### WORK INSTRUCTIONS
The response must consist of all the entries, duplicated without alteration.

### PROVIDED RECORDS
>>>>

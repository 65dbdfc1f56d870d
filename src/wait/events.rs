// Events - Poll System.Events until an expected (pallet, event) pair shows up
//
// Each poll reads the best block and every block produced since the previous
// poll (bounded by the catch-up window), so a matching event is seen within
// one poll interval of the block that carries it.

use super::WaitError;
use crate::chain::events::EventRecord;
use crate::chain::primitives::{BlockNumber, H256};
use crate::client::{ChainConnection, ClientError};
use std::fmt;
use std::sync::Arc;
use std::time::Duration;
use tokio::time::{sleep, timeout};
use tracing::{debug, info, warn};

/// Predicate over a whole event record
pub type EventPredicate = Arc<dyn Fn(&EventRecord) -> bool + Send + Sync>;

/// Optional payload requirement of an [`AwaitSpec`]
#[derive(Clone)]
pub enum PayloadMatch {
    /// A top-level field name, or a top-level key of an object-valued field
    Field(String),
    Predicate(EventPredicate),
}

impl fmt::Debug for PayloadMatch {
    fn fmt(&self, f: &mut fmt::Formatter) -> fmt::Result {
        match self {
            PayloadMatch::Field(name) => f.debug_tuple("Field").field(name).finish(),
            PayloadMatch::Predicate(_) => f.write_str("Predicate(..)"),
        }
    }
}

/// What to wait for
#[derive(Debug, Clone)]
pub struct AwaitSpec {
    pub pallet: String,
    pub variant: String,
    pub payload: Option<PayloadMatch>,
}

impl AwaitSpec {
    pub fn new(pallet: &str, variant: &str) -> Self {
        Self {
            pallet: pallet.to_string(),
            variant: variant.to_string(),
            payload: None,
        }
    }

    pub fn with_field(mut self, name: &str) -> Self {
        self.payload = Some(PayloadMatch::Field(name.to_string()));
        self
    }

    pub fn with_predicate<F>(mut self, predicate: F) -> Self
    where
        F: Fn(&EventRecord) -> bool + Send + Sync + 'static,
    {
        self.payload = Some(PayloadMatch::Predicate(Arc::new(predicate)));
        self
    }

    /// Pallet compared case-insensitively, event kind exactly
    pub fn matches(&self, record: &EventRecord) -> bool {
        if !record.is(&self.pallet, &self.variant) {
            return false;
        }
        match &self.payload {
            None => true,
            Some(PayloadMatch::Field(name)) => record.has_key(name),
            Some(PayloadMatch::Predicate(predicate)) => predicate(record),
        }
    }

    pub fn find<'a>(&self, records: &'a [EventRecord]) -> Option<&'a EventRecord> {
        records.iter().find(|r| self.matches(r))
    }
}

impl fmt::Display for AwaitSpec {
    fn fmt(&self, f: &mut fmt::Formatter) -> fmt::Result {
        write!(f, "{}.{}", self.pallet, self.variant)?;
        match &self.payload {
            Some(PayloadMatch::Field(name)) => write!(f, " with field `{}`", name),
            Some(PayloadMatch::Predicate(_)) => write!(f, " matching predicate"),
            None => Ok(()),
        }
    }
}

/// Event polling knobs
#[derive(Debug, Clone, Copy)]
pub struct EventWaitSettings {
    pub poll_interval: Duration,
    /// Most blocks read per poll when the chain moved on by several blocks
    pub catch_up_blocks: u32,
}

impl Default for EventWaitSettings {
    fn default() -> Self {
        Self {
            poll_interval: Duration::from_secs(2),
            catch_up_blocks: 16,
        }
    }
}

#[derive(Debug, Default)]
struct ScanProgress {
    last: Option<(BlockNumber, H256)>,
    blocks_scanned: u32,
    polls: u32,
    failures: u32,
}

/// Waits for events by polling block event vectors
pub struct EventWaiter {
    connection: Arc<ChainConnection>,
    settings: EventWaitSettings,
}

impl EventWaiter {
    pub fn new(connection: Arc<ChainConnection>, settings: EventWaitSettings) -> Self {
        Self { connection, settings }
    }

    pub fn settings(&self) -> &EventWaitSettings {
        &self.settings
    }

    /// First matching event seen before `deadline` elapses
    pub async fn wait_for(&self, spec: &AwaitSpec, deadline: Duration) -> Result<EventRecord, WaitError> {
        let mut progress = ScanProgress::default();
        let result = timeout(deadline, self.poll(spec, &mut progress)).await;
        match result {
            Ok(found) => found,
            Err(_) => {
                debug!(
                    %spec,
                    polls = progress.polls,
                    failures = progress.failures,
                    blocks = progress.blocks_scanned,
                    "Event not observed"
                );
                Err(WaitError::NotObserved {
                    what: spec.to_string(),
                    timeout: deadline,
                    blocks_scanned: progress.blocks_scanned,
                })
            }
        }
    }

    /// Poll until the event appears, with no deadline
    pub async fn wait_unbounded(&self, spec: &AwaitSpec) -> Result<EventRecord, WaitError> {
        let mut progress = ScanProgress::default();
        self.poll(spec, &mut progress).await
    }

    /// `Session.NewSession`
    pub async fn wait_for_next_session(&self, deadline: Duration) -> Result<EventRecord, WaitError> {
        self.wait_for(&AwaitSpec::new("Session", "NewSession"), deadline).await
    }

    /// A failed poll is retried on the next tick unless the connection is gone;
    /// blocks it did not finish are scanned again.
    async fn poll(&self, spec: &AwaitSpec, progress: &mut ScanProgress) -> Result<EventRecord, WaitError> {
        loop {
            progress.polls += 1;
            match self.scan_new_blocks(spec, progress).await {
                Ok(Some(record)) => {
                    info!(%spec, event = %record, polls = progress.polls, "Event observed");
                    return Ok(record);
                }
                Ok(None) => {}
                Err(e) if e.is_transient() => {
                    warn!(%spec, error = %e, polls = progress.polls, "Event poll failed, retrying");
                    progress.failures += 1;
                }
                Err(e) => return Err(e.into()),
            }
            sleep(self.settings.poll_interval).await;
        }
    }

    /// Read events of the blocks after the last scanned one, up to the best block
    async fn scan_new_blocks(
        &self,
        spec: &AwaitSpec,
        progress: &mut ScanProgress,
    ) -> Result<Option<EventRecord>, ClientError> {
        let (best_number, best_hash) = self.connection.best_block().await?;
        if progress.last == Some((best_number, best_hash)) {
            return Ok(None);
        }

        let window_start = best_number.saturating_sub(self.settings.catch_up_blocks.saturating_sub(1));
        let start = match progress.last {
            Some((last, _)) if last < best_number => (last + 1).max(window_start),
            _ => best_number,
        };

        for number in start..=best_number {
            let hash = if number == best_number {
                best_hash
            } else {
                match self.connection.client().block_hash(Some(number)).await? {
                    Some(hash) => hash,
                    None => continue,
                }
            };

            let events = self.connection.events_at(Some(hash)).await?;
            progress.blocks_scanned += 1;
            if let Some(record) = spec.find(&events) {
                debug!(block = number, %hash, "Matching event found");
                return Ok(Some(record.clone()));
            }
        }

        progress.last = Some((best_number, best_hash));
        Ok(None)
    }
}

<<<<

### RESPONSE TO THE TASK
repository 65dbdfc1f56d870d
filename src/wait/events.rs
// Events - Poll System.Events until an expected (pallet, event) pair shows up
//
// Each poll reads the best block and every block produced since the previous
// poll (bounded by the catch-up window), so a matching event is seen within
// one poll interval of the block that carries it.

use super::WaitError;
use crate::chain::events::EventRecord;
use crate::chain::primitives::{BlockNumber, H256};
use crate::client::{ChainConnection, ClientError};
use std::fmt;
use std::sync::Arc;
use std::time::Duration;
use tokio::time::{sleep, timeout};
use tracing::{debug, info, warn};

/// Predicate over a whole event record
pub type EventPredicate = Arc<dyn Fn(&EventRecord) -> bool + Send + Sync>;

/// Optional payload requirement of an [`AwaitSpec`]
#[derive(Clone)]
pub enum PayloadMatch {
    /// A top-level field name, or a top-level key of an object-valued field
    Field(String),
    Predicate(EventPredicate),
}

impl fmt::Debug for PayloadMatch {
    fn fmt(&self, f: &mut fmt::Formatter) -> fmt::Result {
        match self {
            PayloadMatch::Field(name) => f.debug_tuple("Field").field(name).finish(),
            PayloadMatch::Predicate(_) => f.write_str("Predicate(..)"),
        }
    }
}

/// What to wait for
#[derive(Debug, Clone)]
pub struct AwaitSpec {
    pub pallet: String,
    pub variant: String,
    pub payload: Option<PayloadMatch>,
}

impl AwaitSpec {
    pub fn new(pallet: &str, variant: &str) -> Self {
        Self {
            pallet: pallet.to_string(),
            variant: variant.to_string(),
            payload: None,
        }
    }

    pub fn with_field(mut self, name: &str) -> Self {
        self.payload = Some(PayloadMatch::Field(name.to_string()));
        self
    }

    pub fn with_predicate<F>(mut self, predicate: F) -> Self
    where
        F: Fn(&EventRecord) -> bool + Send + Sync + 'static,
    {
        self.payload = Some(PayloadMatch::Predicate(Arc::new(predicate)));
        self
    }

    /// Pallet compared case-insensitively, event kind exactly
    pub fn matches(&self, record: &EventRecord) -> bool {
        if !record.is(&self.pallet, &self.variant) {
            return false;
        }
        match &self.payload {
            None => true,
            Some(PayloadMatch::Field(name)) => record.has_key(name),
            Some(PayloadMatch::Predicate(predicate)) => predicate(record),
        }
    }

    pub fn find<'a>(&self, records: &'a [EventRecord]) -> Option<&'a EventRecord> {
        records.iter().find(|r| self.matches(r))
    }
}

impl fmt::Display for AwaitSpec {
    fn fmt(&self, f: &mut fmt::Formatter) -> fmt::Result {
        write!(f, "{}.{}", self.pallet, self.variant)?;
        match &self.payload {
            Some(PayloadMatch::Field(name)) => write!(f, " with field `{}`", name),
            Some(PayloadMatch::Predicate(_)) => write!(f, " matching predicate"),
            None => Ok(()),
        }
    }
}

/// Event polling knobs
#[derive(Debug, Clone, Copy)]
pub struct EventWaitSettings {
    pub poll_interval: Duration,
    /// Most blocks read per poll when the chain moved on by several blocks
    pub catch_up_blocks: u32,
}

impl Default for EventWaitSettings {
    fn default() -> Self {
        Self {
            poll_interval: Duration::from_secs(2),
            catch_up_blocks: 16,
        }
    }
}

#[derive(Debug, Default)]
struct ScanProgress {
    last: Option<(BlockNumber, H256)>,
    blocks_scanned: u32,
    polls: u32,
    failures: u32,
}

/// Waits for events by polling block event vectors
pub struct EventWaiter {
    connection: Arc<ChainConnection>,
    settings: EventWaitSettings,
}

impl EventWaiter {
    pub fn new(connection: Arc<ChainConnection>, settings: EventWaitSettings) -> Self {
        Self { connection, settings }
    }

    pub fn settings(&self) -> &EventWaitSettings {
        &self.settings
    }

    /// First matching event seen before `deadline` elapses
    pub async fn wait_for(&self, spec: &AwaitSpec, deadline: Duration) -> Result<EventRecord, WaitError> {
        let mut progress = ScanProgress::default();
        let result = timeout(deadline, self.poll(spec, &mut progress)).await;
        match result {
            Ok(found) => found,
            Err(_) => {
                debug!(
                    %spec,
                    polls = progress.polls,
                    failures = progress.failures,
                    blocks = progress.blocks_scanned,
                    "Event not observed"
                );
                Err(WaitError::NotObserved {
                    what: spec.to_string(),
                    timeout: deadline,
                    blocks_scanned: progress.blocks_scanned,
                })
            }
        }
    }

    /// Poll until the event appears, with no deadline
    pub async fn wait_unbounded(&self, spec: &AwaitSpec) -> Result<EventRecord, WaitError> {
        let mut progress = ScanProgress::default();
        self.poll(spec, &mut progress).await
    }

    /// `Session.NewSession`
    pub async fn wait_for_next_session(&self, deadline: Duration) -> Result<EventRecord, WaitError> {
        self.wait_for(&AwaitSpec::new("Session", "NewSession"), deadline).await
    }

    /// A failed poll is retried on the next tick unless the connection is gone;
    /// blocks it did not finish are scanned again.
    async fn poll(&self, spec: &AwaitSpec, progress: &mut ScanProgress) -> Result<EventRecord, WaitError> {
        loop {
            progress.polls += 1;
            match self.scan_new_blocks(spec, progress).await {
                Ok(Some(record)) => {
                    info!(%spec, event = %record, polls = progress.polls, "Event observed");
                    return Ok(record);
                }
                Ok(None) => {}
                Err(e) if e.is_transient() => {
                    warn!(%spec, error = %e, polls = progress.polls, "Event poll failed, retrying");
                    progress.failures += 1;
                }
                Err(e) => return Err(e.into()),
            }
            sleep(self.settings.poll_interval).await;
        }
    }

    /// Read events of the blocks after the last scanned one, up to the best block
    async fn scan_new_blocks(
        &self,
        spec: &AwaitSpec,
        progress: &mut ScanProgress,
    ) -> Result<Option<EventRecord>, ClientError> {
        let (best_number, best_hash) = self.connection.best_block().await?;
        if progress.last == Some((best_number, best_hash)) {
            return Ok(None);
        }

        let window_start = best_number.saturating_sub(self.settings.catch_up_blocks.saturating_sub(1));
        let start = match progress.last {
            Some((last, _)) if last < best_number => (last + 1).max(window_start),
            _ => best_number,
        };

        for number in start..=best_number {
            let hash = if number == best_number {
                best_hash
            } else {
                match self.connection.client().block_hash(Some(number)).await? {
                    Some(hash) => hash,
                    None => continue,
                }
            };

            let events = self.connection.events_at(Some(hash)).await?;
            progress.blocks_scanned += 1;
            if let Some(record) = spec.find(&events) {
                debug!(block = number, %hash, "Matching event found");
                return Ok(Some(record.clone()));
            }
        }

        progress.last = Some((best_number, best_hash));
        Ok(None)
    }
}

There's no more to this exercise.